The name "Easter" probably originated with the names of an ancient goddess. The Venerable Bede first asserted in his book De Ratione Temporum that Easter was named after Eostre (a.k.a. Eastre). She was the Great Mother Goddess of the Saxon people in Northern Europe. Similar "Teutonic dawn goddess of fertility [were] known variously as Ostare, Ostara, Ostern, Eostra, Eostre, Eostur, Eastra, Eastur, Austron and Ausos." Her name was derived from the ancient word for spring: "eastre." Similar goddesses were known by other names in ancient cultures around the Mediterranean, and were celebrated in the springtime. Some were Aphrodite from Cyprus, Astarte from Phoenicia, Demeter from Mycenae, Hathor from Egypt, Ishtar from Assyria, Kali from India, and Ostara, a Norse Goddess of fertility.

An alternate explanation has been suggested.
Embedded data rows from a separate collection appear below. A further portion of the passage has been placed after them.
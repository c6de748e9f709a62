use serde::{Deserialize, Serialize};

use crate::cards::CARDS_PER_DECK;
use crate::errors::GameError;
use crate::types::{amount_str, apply_bps, Amount};

/// Standard shoe size.
pub const STANDARD_DECKS: usize = 7;

/// Upper bound on cards one side can hold in a round: every card is worth at
/// least one point, so a hand that is not yet bust holds at most 21 cards and
/// the next draw ends it.
pub const MAX_CARDS_PER_SIDE: usize = 22;

/// Cards a single round can consume, player and dealer together.
pub const MAX_CARDS_PER_ROUND: usize = 2 * MAX_CARDS_PER_SIDE;

/// Ceiling for any basis-point rule (10x the bet).
pub const MAX_RULE_BPS: u32 = 100_000;

// A single deck already outlasts the longest possible round, so a fresh shoe per
// hand can never run dry.
const _: () = assert!(MAX_CARDS_PER_ROUND <= CARDS_PER_DECK);

/// House rules applied by both the interactive table and the event resolver.
#[derive(Debug, Clone, PartialEq, Eq, Serialize, Deserialize)]
pub struct TableRules {
    pub num_decks: usize,
    pub hit_soft_17: bool,
    /// Blackjack payout as a fraction of the bet, in basis points (15000 = 3:2).
    pub blackjack_payout_bps: u32,
    /// Fee charged on every bet, in basis points.
    pub table_fee_bps: u32,
    /// Flat randomness-oracle fee charged per hand.
    #[serde(with = "amount_str")]
    pub oracle_fee: Amount,
}

impl Default for TableRules {
    fn default() -> Self {
        Self {
            num_decks: STANDARD_DECKS,
            hit_soft_17: true,
            blackjack_payout_bps: 15_000,
            table_fee_bps: 5,
            oracle_fee: 0,
        }
    }
}

impl TableRules {
    pub fn validate(&self) -> Result<(), GameError> {
        if self.num_decks == 0 {
            return Err(GameError::InvalidDeckCount(self.num_decks));
        }
        if self.blackjack_payout_bps > MAX_RULE_BPS || self.table_fee_bps > MAX_RULE_BPS {
            return Err(GameError::InvalidRules(format!(
                "basis points must not exceed {MAX_RULE_BPS}"
            )));
        }
        Ok(())
    }

    pub fn fees_for(&self, bet: Amount) -> FeeBreakdown {
        FeeBreakdown {
            oracle: self.oracle_fee,
            table: apply_bps(bet, self.table_fee_bps),
        }
    }
}

/// Ancillary fees attached to a resolved hand.
#[derive(Debug, Clone, Copy, Default, PartialEq, Eq, Hash, Serialize, Deserialize)]
pub struct FeeBreakdown {
    #[serde(with = "amount_str")]
    pub oracle: Amount,
    #[serde(with = "amount_str")]
    pub table: Amount,
}

impl FeeBreakdown {
    pub fn total(&self) -> Amount {
        self.oracle.saturating_add(self.table)
    }
}

/// Rejects bets that cannot be settled.
///
/// # Examples
///
/// ```
/// use fairhand_engine::rules::validate_bet;
///
/// assert!(validate_bet(100).is_ok());
/// assert!(validate_bet(0).is_err());
/// ```
pub fn validate_bet(bet: Amount) -> Result<(), GameError> {
    if bet == 0 {
        return Err(GameError::InvalidBet("bet must be greater than zero".into()));
    }
    Ok(())
}
//! Table server: HTTP adapter plus the event watcher.
//!
//! Usage: cargo run -p fairhand_web --bin fairhand-server
//!
//! Configuration comes from the environment (`HOST`, `PORT`, `TABLE_ADDRESS`,
//! `RPC_URL`, `WS_RPC_URL`, `RUST_LOG`, `LOG_FORMAT`).

use fairhand_engine::engine::TableEngine;
use fairhand_web::{
    init_logging, AppContext, AppSettings, EventWatcher, HandStore, LogFormat, MemoryLogSource,
    MemoryStore, ServerConfig, WebServer,
};
use std::sync::Arc;

#[tokio::main]
async fn main() -> Result<(), Box<dyn std::error::Error>> {
    init_logging(LogFormat::from_env())?;

    let settings = AppSettings::from_env()?;
    tracing::info!(
        host = %settings.host,
        port = settings.port,
        table = %settings.pipeline.table_address,
        decks = settings.rules.num_decks,
        "starting fairhand server"
    );

    let engine = Arc::new(TableEngine::new(settings.rules.clone())?);
    let store = Arc::new(MemoryStore::new());
    // No ledger client is linked in; the in-process source stays idle until fed.
    let source = Arc::new(MemoryLogSource::new());

    let mut watcher = EventWatcher::new(
        source,
        Arc::clone(&store) as Arc<dyn HandStore>,
        store.clone(),
        settings.rules.clone(),
        settings.pipeline.clone(),
    );
    watcher.start()?;

    let context = AppContext::new_with_dependencies(
        ServerConfig::new(settings.host.clone(), settings.port),
        engine,
        store,
    );
    let handle = WebServer::from_context(context).start().await?;
    println!("Fairhand server running on http://{}", handle.address());
    println!("Press Ctrl+C to stop");

    tokio::signal::ctrl_c().await?;
    tracing::info!("shutdown requested");

    watcher.stop().await;
    handle.shutdown().await?;
    Ok(())
}
use std::marker::PhantomData;
use std::sync::{Arc, Mutex};
use tracing::Level;
use tracing_subscriber::layer::{Context, SubscriberExt};
use tracing_subscriber::registry::LookupSpan;
use tracing_subscriber::{Layer, Registry};

/// Structured log entry for testing and analysis
#[derive(Debug, Clone)]
pub struct LogEntry {
    pub level: Level,
    pub target: String,
    pub message: String,
    pub fields: Vec<(String, String)>,
}

impl LogEntry {
    pub fn field(&self, name: &str) -> Option<&str> {
        self.fields
            .iter()
            .find(|(k, _)| k == name)
            .map(|(_, v)| v.as_str())
    }
}

/// Test subscriber that captures log entries for verification
#[derive(Debug, Clone)]
pub struct TestLogSubscriber {
    entries: Arc<Mutex<Vec<LogEntry>>>,
}

impl Default for TestLogSubscriber {
    fn default() -> Self {
        Self::new()
    }
}

impl TestLogSubscriber {
    pub fn new() -> Self {
        Self {
            entries: Arc::new(Mutex::new(Vec::new())),
        }
    }

    pub fn entries(&self) -> Vec<LogEntry> {
        self.lock().clone()
    }

    pub fn clear(&self) {
        self.lock().clear();
    }

    /// Entries whose message contains `needle`.
    pub fn matching(&self, needle: &str) -> Vec<LogEntry> {
        self.lock()
            .iter()
            .filter(|entry| entry.message.contains(needle))
            .cloned()
            .collect()
    }

    fn lock(&self) -> std::sync::MutexGuard<'_, Vec<LogEntry>> {
        self.entries.lock().unwrap_or_else(|poisoned| poisoned.into_inner())
    }

    pub fn into_layer<S>(self) -> TestLayer<S>
    where
        S: tracing::Subscriber + for<'a> LookupSpan<'a>,
    {
        TestLayer {
            subscriber: self,
            _phantom: PhantomData,
        }
    }
}

pub struct TestLayer<S> {
    subscriber: TestLogSubscriber,
    _phantom: PhantomData<S>,
}

impl<S> Layer<S> for TestLayer<S>
where
    S: tracing::Subscriber + for<'a> LookupSpan<'a>,
{
    fn on_event(&self, event: &tracing::Event<'_>, _ctx: Context<'_, S>) {
        let metadata = event.metadata();
        let mut visitor = FieldVisitor::default();
        event.record(&mut visitor);

        let entry = LogEntry {
            level: *metadata.level(),
            target: metadata.target().to_string(),
            message: visitor.message.unwrap_or_default(),
            fields: visitor.fields,
        };

        self.subscriber.lock().push(entry);
    }
}

#[derive(Default)]
struct FieldVisitor {
    message: Option<String>,
    fields: Vec<(String, String)>,
}

impl tracing::field::Visit for FieldVisitor {
    fn record_debug(&mut self, field: &tracing::field::Field, value: &dyn std::fmt::Debug) {
        let value_str = format!("{:?}", value);
        if field.name() == "message" {
            self.message = Some(value_str);
        } else {
            self.fields.push((field.name().to_string(), value_str));
        }
    }
}

const DEFAULT_FILTER: &str = "info,fairhand_web=debug,fairhand_engine=debug";

/// Output format for the process-wide subscriber.
#[derive(Debug, Clone, Copy, PartialEq, Eq, Default)]
pub enum LogFormat {
    #[default]
    Pretty,
    Json,
}

impl LogFormat {
    /// `LOG_FORMAT=json` selects JSON lines; anything else is human-readable.
    pub fn from_env() -> Self {
        match std::env::var("LOG_FORMAT") {
            Ok(value) if value.eq_ignore_ascii_case("json") => LogFormat::Json,
            _ => LogFormat::Pretty,
        }
    }
}

/// Initialize logging for the application. `RUST_LOG` overrides the default filter.
pub fn init_logging(format: LogFormat) -> Result<(), tracing::subscriber::SetGlobalDefaultError> {
    use tracing_subscriber::fmt;
    use tracing_subscriber::EnvFilter;

    let filter =
        EnvFilter::try_from_default_env().unwrap_or_else(|_| EnvFilter::new(DEFAULT_FILTER));

    match format {
        LogFormat::Pretty => {
            let subscriber = fmt()
                .with_env_filter(filter)
                .with_target(true)
                .with_thread_ids(true)
                .with_file(true)
                .with_line_number(true)
                .finish();
            tracing::subscriber::set_global_default(subscriber)
        }
        LogFormat::Json => {
            let subscriber = fmt()
                .json()
                .with_env_filter(filter)
                .with_target(true)
                .with_current_span(false)
                .finish();
            tracing::subscriber::set_global_default(subscriber)
        }
    }
}

/// Captures every event emitted on the current thread until the guard drops.
/// Pair with a current-thread runtime so spawned tasks are captured too.
pub fn capture_test_logs() -> (TestLogSubscriber, tracing::subscriber::DefaultGuard) {
    let subscriber = TestLogSubscriber::new();
    let registry = Registry::default().with(subscriber.clone().into_layer::<Registry>());
    let guard = tracing::subscriber::set_default(registry);
    (subscriber, guard)
}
The name given by the Frankish church to Jesus' resurrection festival included the Latin word alba which means white. This was a reference to the white robes that were worn during the festival. Alba also has a second meaning, sunrise. When the name of the festival was translated into German, the sunrise meaning was selected in error. This became ostern in German. Ostern has also been proposed as the origin of the word Easter.
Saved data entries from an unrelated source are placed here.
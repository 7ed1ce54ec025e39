// SPDX-FileCopyrightText: 2026 evman contributors
//
// SPDX-License-Identifier: Apache-2.0

//! Persisted session token, one file under the user config dir:
//!   `$XDG_CONFIG_HOME/evman/session.toml`

use std::error::Error;
use std::path::PathBuf;

use evman_client::SessionToken;

use crate::config::{APP_NAME, get_config_dir};

/// On-disk store for the session token.
#[derive(Debug, Clone)]
pub struct SessionStore {
    path: PathBuf,
}

#[derive(Debug, serde::Serialize, serde::Deserialize)]
struct SessionFile {
    token: String,
}

impl SessionStore {
    /// Opens the store at the default location.
    ///
    /// # Errors
    ///
    /// Returns an error if the user config dir cannot be determined.
    pub fn open() -> Result<Self, Box<dyn Error>> {
        let path = get_config_dir()?.join(APP_NAME).join("session.toml");
        Ok(Self { path })
    }

    /// Opens the store at an explicit path.
    #[must_use]
    pub const fn at(path: PathBuf) -> Self {
        Self { path }
    }

    /// Reads the persisted token, if any. No network call.
    ///
    /// An unreadable or unparsable file counts as no session; startup
    /// must never fail on a stale file.
    #[must_use]
    pub fn load(&self) -> Option<SessionToken> {
        let contents = match std::fs::read_to_string(&self.path) {
            Ok(contents) => contents,
            Err(e) if e.kind() == std::io::ErrorKind::NotFound => return None,
            Err(e) => {
                tracing::warn!(path = %self.path.display(), error = %e, "failed to read session file");
                return None;
            }
        };

        match toml::from_str::<SessionFile>(&contents) {
            Ok(file) if !file.token.is_empty() => Some(SessionToken::new(file.token)),
            Ok(_) => None,
            Err(e) => {
                tracing::warn!(path = %self.path.display(), error = %e, "failed to parse session file");
                None
            }
        }
    }

    /// Persists the token, creating parent directories as needed.
    ///
    /// # Errors
    ///
    /// Returns an error if the file cannot be written.
    pub fn save(&self, token: &SessionToken) -> Result<(), Box<dyn Error>> {
        if let Some(parent) = self.path.parent() {
            std::fs::create_dir_all(parent).map_err(|e| {
                format!("Failed to create session directory {}: {e}", parent.display())
            })?;
        }

        let contents = toml::to_string_pretty(&SessionFile {
            token: token.as_str().to_string(),
        })?;
        std::fs::write(&self.path, contents)
            .map_err(|e| format!("Failed to write session to {}: {e}", self.path.display()))?;

        // Owner-only: the file holds a bearer credential.
        #[cfg(unix)]
        {
            use std::os::unix::fs::PermissionsExt;
            std::fs::set_permissions(&self.path, std::fs::Permissions::from_mode(0o600)).map_err(
                |e| format!("Failed to set permissions on {}: {e}", self.path.display()),
            )?;
        }

        Ok(())
    }

    /// Removes the persisted token. Succeeds if none exists.
    ///
    /// # Errors
    ///
    /// Returns an error if an existing file cannot be removed.
    pub fn clear(&self) -> Result<(), Box<dyn Error>> {
        match std::fs::remove_file(&self.path) {
            Ok(()) => Ok(()),
            Err(e) if e.kind() == std::io::ErrorKind::NotFound => Ok(()),
            Err(e) => {
                Err(format!("Failed to remove session at {}: {e}", self.path.display()).into())
            }
        }
    }
}

#[cfg(test)]
mod tests {
    use super::*;
    use tempfile::TempDir;

    fn store_in(dir: &TempDir) -> SessionStore {
        SessionStore::at(dir.path().join("evman").join("session.toml"))
    }

    #[test]
    fn session_save_then_load_roundtrips() {
        let dir = TempDir::new().unwrap();
        let store = store_in(&dir);

        store.save(&SessionToken::new("jwt-abc".into())).unwrap();
        let token = store.load().expect("token should be persisted");
        assert_eq!(token.as_str(), "jwt-abc");
    }

    #[test]
    fn session_load_missing_is_none() {
        let dir = TempDir::new().unwrap();
        assert!(store_in(&dir).load().is_none());
    }

    #[test]
    fn session_clear_removes_token_and_is_idempotent() {
        let dir = TempDir::new().unwrap();
        let store = store_in(&dir);

        store.save(&SessionToken::new("jwt-abc".into())).unwrap();
        store.clear().unwrap();
        assert!(store.load().is_none());

        // A second clear with nothing persisted still succeeds.
        store.clear().unwrap();
    }

    #[test]
    fn session_garbage_file_counts_as_no_session() {
        let dir = TempDir::new().unwrap();
        let store = store_in(&dir);

        std::fs::create_dir_all(dir.path().join("evman")).unwrap();
        std::fs::write(dir.path().join("evman/session.toml"), "not = [toml").unwrap();
        assert!(store.load().is_none());
    }

    #[cfg(unix)]
    #[test]
    fn session_file_is_owner_only() {
        use std::os::unix::fs::PermissionsExt;

        let dir = TempDir::new().unwrap();
        let store = store_in(&dir);
        store.save(&SessionToken::new("jwt-abc".into())).unwrap();

        let mode = std::fs::metadata(dir.path().join("evman/session.toml"))
            .unwrap()
            .permissions()
            .mode();
        assert_eq!(mode & 0o777, 0o600);
    }
}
Many, perhaps most, pagan religions in the Mediterranean area had a major seasonal day of religious celebration at or following the Spring Equinox. Cybele, the Phrygian fertility goddess, had a fictional consort who was believed to have been born via a virgin birth. He was Attis, who was believed to have died and been resurrected each year during the period March 222 to March 25. "About 200 B.C. mystery cults began to appear in Rome just as they had earlier in Greece. Most notable was the Cybele cult centered on Vatican hill ...Associated with the Cybele cult was that of her lover, Attis ([the older Tammuz, Osiris, Dionysus, or Orpheus under a new name). He was a god of ever-reviving vegetation. Born of a virgin, he died and was reborn annually. The festival began as a day of blood on Black Friday and culminated after three days in a day of rejoicing over the resurrection," the Bede noted. Wherever Christian worship of Jesus and pagan worship of Attis were active in the same geographical area in ancient times, Christians "used to celebrate the death and resurrection of Jesus on the same date; and pagans and Christians used to quarrel bitterly about which of their gods was the true prototype and which the imitation."
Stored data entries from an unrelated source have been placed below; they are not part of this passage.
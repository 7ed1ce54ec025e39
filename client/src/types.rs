// SPDX-FileCopyrightText: 2026 evman contributors
//
// SPDX-License-Identifier: Apache-2.0

use std::fmt;
use std::ops::Deref;
use std::str::FromStr;

/// Identifier of an event, assigned by the remote store.
///
/// The store returns it as a JSON number; the client treats it as
/// opaque and only ever echoes it back in request paths.
#[derive(Debug, Clone, Copy, PartialEq, Eq, Hash, serde::Serialize, serde::Deserialize)]
#[serde(transparent)]
pub struct EventId(i64);

impl EventId {
    /// Creates a new `EventId` from the store's raw value.
    #[must_use]
    pub const fn new(id: i64) -> Self {
        Self(id)
    }

    /// Returns the raw value as assigned by the store.
    #[must_use]
    pub const fn value(self) -> i64 {
        self.0
    }
}

impl fmt::Display for EventId {
    fn fmt(&self, f: &mut fmt::Formatter<'_>) -> fmt::Result {
        self.0.fmt(f)
    }
}

impl From<i64> for EventId {
    fn from(id: i64) -> Self {
        Self(id)
    }
}

impl FromStr for EventId {
    type Err = std::num::ParseIntError;

    fn from_str(s: &str) -> Result<Self, Self::Err> {
        s.parse().map(Self)
    }
}

/// Opaque bearer token proving authentication to the remote store.
#[derive(Debug, Clone, PartialEq, Eq)]
pub struct SessionToken(String);

impl SessionToken {
    /// Creates a new `SessionToken` from a string.
    #[must_use]
    pub const fn new(token: String) -> Self {
        Self(token)
    }

    /// Returns the inner token value.
    #[must_use]
    pub fn as_str(&self) -> &str {
        &self.0
    }

    /// Whether the token is the empty string.
    #[must_use]
    pub fn is_empty(&self) -> bool {
        self.0.is_empty()
    }
}

impl Deref for SessionToken {
    type Target = str;

    fn deref(&self) -> &Self::Target {
        &self.0
    }
}

impl AsRef<str> for SessionToken {
    fn as_ref(&self) -> &str {
        &self.0
    }
}

impl From<String> for SessionToken {
    fn from(token: String) -> Self {
        Self(token)
    }
}

impl From<&str> for SessionToken {
    fn from(token: &str) -> Self {
        Self(token.to_string())
    }
}

/// An event record as held by the remote store.
#[derive(Debug, Clone, PartialEq, Eq, serde::Serialize)]
pub struct Event {
    /// Store-assigned identifier.
    pub id: EventId,
    /// The event name.
    pub name: String,
    /// The event description.
    pub description: String,
}

/// The writable fields of an event, used for both create and update.
#[derive(Debug, Clone, Default, PartialEq, Eq)]
pub struct EventContent {
    /// The event name.
    pub name: String,
    /// The event description.
    pub description: String,
}

impl EventContent {
    /// Creates content from name and description.
    pub fn new(name: impl Into<String>, description: impl Into<String>) -> Self {
        Self {
            name: name.into(),
            description: description.into(),
        }
    }
}

impl From<&Event> for EventContent {
    fn from(event: &Event) -> Self {
        Self {
            name: event.name.clone(),
            description: event.description.clone(),
        }
    }
}
// SPDX-FileCopyrightText: 2026 evman contributors
//
// SPDX-License-Identifier: Apache-2.0

use std::path::PathBuf;

use clap::{Parser, Subcommand, ValueHint};

/// Command-line interface.
#[derive(Debug, Parser)]
#[command(name = "evman", version, about = "Manage events in a headless CMS store")]
pub struct Cli {
    /// Path to the configuration file.
    #[arg(
        short,
        long,
        value_name = "PATH",
        value_hint = ValueHint::FilePath,
        long_help = "\
Path to the configuration file. Defaults to $XDG_CONFIG_HOME/evman/config.toml on Linux and \
MacOS, %LOCALAPPDATA%/evman/config.toml on Windows."
    )]
    pub config: Option<PathBuf>,

    /// The command to execute; opens the interactive view when omitted.
    #[command(subcommand)]
    pub command: Option<Commands>,
}

/// Subcommands.
#[derive(Debug, Subcommand)]
pub enum Commands {
    /// Log in to the store and persist the session token
    Login {
        /// Username or email
        identifier: String,

        /// Account password
        #[arg(short, long)]
        password: String,
    },

    /// Clear the persisted session token
    Logout,

    /// List all events in store order
    #[command(alias = "ls")]
    List {
        /// Print the raw event records as JSON
        #[arg(long)]
        json: bool,
    },

    /// Create a new event
    #[command(alias = "add")]
    New {
        /// Event name
        name: String,

        /// Event description
        #[arg(short, long)]
        description: Option<String>,
    },

    /// Update an existing event
    Edit {
        /// Store-assigned event id
        id: i64,

        /// New event name
        #[arg(long)]
        name: Option<String>,

        /// New event description
        #[arg(long)]
        description: Option<String>,
    },

    /// Delete an event
    #[command(alias = "delete")]
    Rm {
        /// Store-assigned event id
        id: i64,
    },

    /// Open the interactive single-page view
    Tui,
}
Many religious historians believe that the death and resurrection legends were first associated with Attis, many centuries before the birth of Jesus. They were simply grafted onto stories of Jesus’s life in order to make Christian theology more acceptable to pagans. Others suggest that many of the events in Jesus' life that were recorded in the gospels were lifted from the life of Krishna, the second person of the Hindu Trinity. Ancient Christians had an alternate explanation; they claimed that Satan had created counterfeit deities in advance of the coming of Christ in order to confuse humanity. Modern-day Christians generally regard the Attis legend as being a pagan myth of little value. They regard Jesus' death and resurrection account as being true, and unrelated to the earlier tradition.

Religious followers from around the world observe many seasonal days of celebration during March and April. Most are religious holy days, and are linked in some way to the spring or vernal equinox. On that day, the daytime and nighttime hours are approximately equal -- each being 12 hours long.

Christianity and other religious associate three themes with the vernal equinox:

Conception and pregnancy leading to birth on the winter solstice; victory of a god of light (or life, rebirth, resurrection) over the powers of darkness (death); and the descent of the goddess or god into the underworld for a period of three days. This is such a popular theme among religions that mythologists refer to it as "the harrowing of Hell."

Among the Roman Catholic church and Protestant denominations, Easter Sunday falls on the first Sunday after the first full moon after March 20, the nominal date of the Spring Equinox. Its ancient linkages to sun and moon worship are obvious. Many sources state that the starting date of the calculation is the actual day of the Equinox rather than the nominal date of March 20. Easter Sunday can fall on any date from March 22 to April 25. Prior to A.D. 325, Easter was variously celebrated on different days of the week, including Friday, Saturday, and Sunday. In that year, the Council of Nicaea was convened by emperor Constantine. It issued the Easter Rule which states that Easter shall be celebrated on the first Sunday that occurs after the first full moon on or after the vernal equinox. However, a caveat must be introduced here. The "full moon" in the rule is the ecclesiastical full moon, which is defined as the fourteenth day of a tabular lunation, where day 1 corresponds to the ecclesiastical New Moon. It does not always occur on the same date as the astronomical full moon. The ecclesiastical "vernal equinox" is always on March 21. Therefore, Easter must be celebrated on a Sunday between the dates of March 22 and April 25.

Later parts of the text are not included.